7月2日、東京都町田市町田ダリア園〜小野路町

 いよいよ7月に入った。7月もたくさんの花や昆虫に出会える季節である。今日はダリアを撮ろうと町田市にある町田ダリア園に行った。去年まで7月1日が開園日だったので今年もそうだと思っていたのだが、6月20日から開園していたらしい。最近、ダリアと言うとヒャクニチソウやカンナ、マツバボタンと同じで、他の様々な品種改良が進む花壇の花に押されて、昔なら何処の家の庭にもあったのだから、ナツメロならぬナツハナになりつつある。しかし、町田ダリア園には、なんと500種、4000株のダリアが植栽されている。今日は昨日が雨だったためか、こんなことは経験したことが無かったのだが、駐車場が満杯となっていた。私のような歌声喫茶世代には、ダリアというとポンポンダリアと言って、真ん丸い七夕飾りのような花形が懐かしいが、ここには大小様々、花形様々のダリアが見られる。しかし、写真を撮ろうとする方は、支柱が邪魔になって思ったような構図がとれないのが残念である。きっと、あんなに大きく重たそうな花だから、風にはめっぽう弱いのだろう。町田ダリア園は、各種の花壇の花の育成販売も行っていて、お安いのかどうかは私には分らないが、たくさんの鉢植えが並んでいる。今日は丈の短いジニアが色様々でとても美しく感じられた。
 昼食を済ますと久しぶりの小野路町の雑木林探索となった。万松寺谷戸に車を停めて歩き出すと、ヤブカンゾウがオレンジ色の花を付けてお出迎え、しかし、見頃は来週になるだろう。ハス池の立てかけられた棒の先にはシオカラトンボが止まっている。去年は真っ赤なショウジョウトンボが多数見られたのだが、どうしたのだろう一匹も見当たらない。栗林に行くと6月22日に出合ったM氏が言っていたように、多分、ツルタケだと思うが大きなテングタケの仲間が、ポコポコと面白いように出ている。そこから小野路城址まで竹藪が続いているが、会いたいと思っている白いレースの衣を被ったキヌガサタケは無いようである。小野路では発生しないのだろうか? 今までキノコと言うと秋のものと思っていたが、尾根筋を丹念に探すと秋にしか出ないと思っていたタマゴタケ、ノウタケ等の大型のキノコも各所に見られた。

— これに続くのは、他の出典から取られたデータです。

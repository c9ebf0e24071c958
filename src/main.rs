use as3_deploy::utils::{logger, validation::Validate};
use as3_deploy::{As3Error, CliConfig, DeployConfig, DeployEngine, LocalStorage};
use clap::Parser;
use std::io::Write;

#[tokio::main(flavor = "current_thread")]
async fn main() -> anyhow::Result<()> {
    let cli = CliConfig::parse();

    // 初始化日誌
    if cli.log_json {
        logger::init_json_logger(cli.verbose);
    } else {
        logger::init_cli_logger(cli.verbose);
    }

    tracing::info!("🚀 Starting as3-deploy");
    tracing::debug!("CLI config: {:?}", cli);

    match run(&cli).await {
        Ok(()) => Ok(()),
        Err(e) => {
            tracing::error!(
                "❌ as3-deploy failed: {} (Category: {:?}, Severity: {:?})",
                e,
                e.category(),
                e.severity()
            );
            tracing::error!("💡 Recovery suggestion: {}", e.recovery_suggestion());

            eprintln!("❌ {}", e.user_friendly_message());
            eprintln!("💡 {}", e.recovery_suggestion());

            std::process::exit(e.exit_code());
        }
    }
}

async fn run(cli: &CliConfig) -> Result<(), As3Error> {
    cli.validate()?;

    tracing::info!("📁 Loading configuration from: {}", cli.config);
    let config = DeployConfig::from_file(&cli.config)?;

    // 驗證配置：任何錯誤都在渲染之前回報
    config.validate()?;
    let variables = config.variables()?;
    tracing::info!(
        "✅ Configuration validated: partition {} with {} application(s)",
        variables.partition(),
        variables.applications().len()
    );

    let storage = LocalStorage::new(".".to_string());
    let engine = DeployEngine::new(config.renderer()?, storage)
        .with_output(cli.output.clone())
        .with_dry_run(cli.dry_run);

    if cli.remove {
        let client = config.client()?;
        let report = engine.remove(variables.partition(), &client).await?;
        println!("✅ Partition {} removed: {}", report.tenant, report.message);
        return Ok(());
    }

    // dry run 不需要 [provider]
    let client = if engine.is_dry_run() {
        None
    } else {
        let client = config.client()?;
        tracing::info!("🎯 Target device: {}", client.base_url());
        Some(client)
    };

    let outcome = engine.run(&variables, client.as_ref()).await?;
    match outcome.report {
        Some(report) => {
            println!("✅ Partition {} deployed: {}", report.tenant, report.message);
            if let Some(task_id) = &report.task_id {
                println!("📋 Task id: {}", task_id);
            }
        }
        None => {
            let mut stdout = std::io::stdout().lock();
            writeln!(stdout, "{}", outcome.declaration.to_pretty_json()?)?;
        }
    }

    Ok(())
}
/// The validated variable model for one run. Immutable once built.
#[derive(Debug, Clone, PartialEq)]
pub struct Configuration {
    partition: String,
    schema_version: String,
    declaration_id: String,
    applications: Vec<Application>,
}

impl Configuration {
    pub fn new(settings: &DeclarationSettings, specs: &[ApplicationSpec]) -> Result<Self> {
        validate_identifier("declaration.partition", &settings.partition)?;

        if specs.is_empty() {
            return Err(As3Error::validation(
                "applications",
                "at least one application is required",
            ));
        }

        let applications = specs
            .iter()
            .enumerate()
            .map(|(i, spec)| Application::from_spec(i, spec))
            .collect::<Result<Vec<_>>>()?;

        if let Some(dup) = first_duplicate(applications.iter().map(|a| &a.name)) {
            return Err(As3Error::validation(
                "applications.name",
                format!("application name '{}' is used more than once", dup),
            ));
        }
        if let Some(dup) = first_duplicate(applications.iter().map(|a| &a.pool_name)) {
            return Err(As3Error::validation(
                "applications.pool_name",
                format!("pool name '{}' is used more than once", dup),
            ));
        }

        let schema_version = match &settings.schema_version {
            Some(version) => {
                validate_non_empty_string("declaration.schema_version", version)?;
                version.clone()
            }
            None => DEFAULT_SCHEMA_VERSION.to_string(),
        };
        let declaration_id = match &settings.id {
            Some(id) => {
                validate_non_empty_string("declaration.id", id)?;
                id.clone()
            }
            None => format!("{}-declaration", settings.partition),
        };

        Ok(Self {
            partition: settings.partition.clone(),
            schema_version,
            declaration_id,
            applications,
        })
    }

    pub fn partition(&self) -> &str {
        &self.partition
    }

    pub fn schema_version(&self) -> &str {
        &self.schema_version
    }

    pub fn declaration_id(&self) -> &str {
        &self.declaration_id
    }

    pub fn applications(&self) -> &[Application] {
        &self.applications
    }
}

 キノコ観察がひとまず終わって、今日の小野路のメインの観察対象に選んでいるルリボシカミキリはいないかと切り出した樹木の積んである場所に行くと、いましたいました、瑠璃色の地に黒の斑紋を散らした粋なカミキリムシが、なんと5匹も忙しそうに歩いている。何のためかは分らないが、静かに待っていると、じっとポーズをとってくれる時がある。そんな時が撮影のチャンスである。ルリボシカミキリの撮影が無事終了したので、とにかく様々なキノコが一杯生える栗林に行って見た。まだまだ、キノコの名前を判別できないし覚えられないが、なんと5種類のキノコが生えている。ムラサキシメジ、オニイグチモドキ、イグチの仲間、クロハツ、クロアシボソノボリリュウタケ、ニオイコベニタケである。その中でも黒い耳たぶを柄の先につけたようなクロアシボソノボリリュウタケが一番面白かった。今日は美しいご婦人たちがたくさん来ているダリア園でいつもの長靴姿、そして薮蚊除けの蚊取り線香を腰にぶら下げての雑木林探索、どうみても一貫しない道端自然観察となったが、とっても面白かったと最後に報告しておこう。

<町田ダリア園で観察した花>ダリア(写真左)、ルドベキア、ジニア、ニチニチソウ、ペチュニア、サンジャクバーベナ、トレニア、マツバボタン、ベコニア、各種のユリ等。
<小野路町で観察したもの>
ルリボシカミキリ(写真右)、シオカラトンボ、ヤブカンゾウ、各種のキノコ。